= Vladimir Kamirski =

Polish-Australian Conductor

Włodzimierz Kamil Kamirski also known by his stage name Vladimir Kamirski (3 January 1943 - 22 April 2017) was a Polish-Australian orchestral conductor. He adopted a stage name Vladimir around 1970 at the start of his career in Italy at the Teatro Alla Scala, but continued to release recordings as Włodzimierz Kamirski also.

==Life==
Włodzimierz Kamirski was born in Lublin, occupied Poland, during World War II. His father Władysław Kamirski was an editor-in-chief of Kurier Lubelski magazine. His mother was Maria née Radziwiłłówna. His parents relocated to Warsaw after the war ended. Włodzimierz was a prodigy, holding his first piano concert at age 5 in Warsaw. He studied under Stanisław Wisłocki at the Warsaw Conservatory, in 1968 becoming Assistant Conductor at the Warsaw Grand Opera Theatre. Further studies under Franco Ferrara and Paul Kletzki followed. He worked at La Scala, Milan, the Royal Opera, Brussels, and the Warsaw and Łódź Grand Opera Theatres. In 1973 he became General Music Director of the Polish Radio and Television Symphony Orchestras. In 1977 he was invited to conduct the Leningrad Philharmonic Orchestra.

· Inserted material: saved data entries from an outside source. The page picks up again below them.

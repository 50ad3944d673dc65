// Copyright (c) 2026 100monkeys.ai
// SPDX-License-Identifier: AGPL-3.0

use chrono::{DateTime, Utc};
use serde::{Deserialize, Serialize};

use crate::domain::agent::AgentId;
use crate::domain::runtime::ContainerId;

/// Lifecycle milestones of a single agent deployment.
#[derive(Debug, Clone, Serialize, Deserialize)]
#[serde(tag = "event", rename_all = "snake_case")]
pub enum DeploymentEvent {
    Reserved {
        agent_id: AgentId,
        replaced: bool,
        reserved_at: DateTime<Utc>,
    },
    ImageBuilt {
        agent_id: AgentId,
        image_name: String,
        built_at: DateTime<Utc>,
    },
    BuildFailed {
        agent_id: AgentId,
        reason: String,
        failed_at: DateTime<Utc>,
    },
    Started {
        agent_id: AgentId,
        container_id: ContainerId,
        service_url: String,
        started_at: DateTime<Utc>,
    },
    StartFailed {
        agent_id: AgentId,
        reason: String,
        failed_at: DateTime<Utc>,
    },
    Stopped {
        agent_id: AgentId,
        stopped_at: DateTime<Utc>,
    },
    /// The container died outside the manager's control (crash, OOM kill)
    Crashed {
        agent_id: AgentId,
        exit_code: Option<i64>,
        oom_killed: bool,
        detected_at: DateTime<Utc>,
    },
}

impl DeploymentEvent {
    pub fn agent_id(&self) -> &AgentId {
        match self {
            Self::Reserved { agent_id, .. }
            | Self::ImageBuilt { agent_id, .. }
            | Self::BuildFailed { agent_id, .. }
            | Self::Started { agent_id, .. }
            | Self::StartFailed { agent_id, .. }
            | Self::Stopped { agent_id, .. }
            | Self::Crashed { agent_id, .. } => agent_id,
        }
    }
}
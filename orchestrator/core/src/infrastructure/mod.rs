// Copyright (c) 2026 100monkeys.ai
// SPDX-License-Identifier: AGPL-3.0

pub mod agent_client;
pub mod build_context;
pub mod event_bus;
pub mod runtime;
pub mod source_validator;
pub mod wrapper_synthesizer;

pub use runtime::DockerRuntime;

In 1983 he emigrated to Sydney, Australia to join his partner Ewa, whom he married soon thereafter. His debut with the Australian Opera came in 1985 in its Melbourne season of Gounod's Roméo et Juliette. The following year he led Verdi's Requiem from St Mary's Cathedral, Sydney with the Sydney Symphony Orchestra, broadcast live on ABC Television. In 1988 Kamirski was appointed Chief Guest Conductor of the Queensland Symphony Orchestra, and also conducted Opera Queensland's production of Bizet's Carmen. He also conducted other orchestras throughout Australia and New Zealand.

His recording Simple Gifts with soprano Yvonne Kenny and the Melbourne Symphony Orchestra won the Best Classical Album at the ARIA Music Awards of 1995.

He became an Australian citizen in 1986. He died in Sydney on 22 April 2017.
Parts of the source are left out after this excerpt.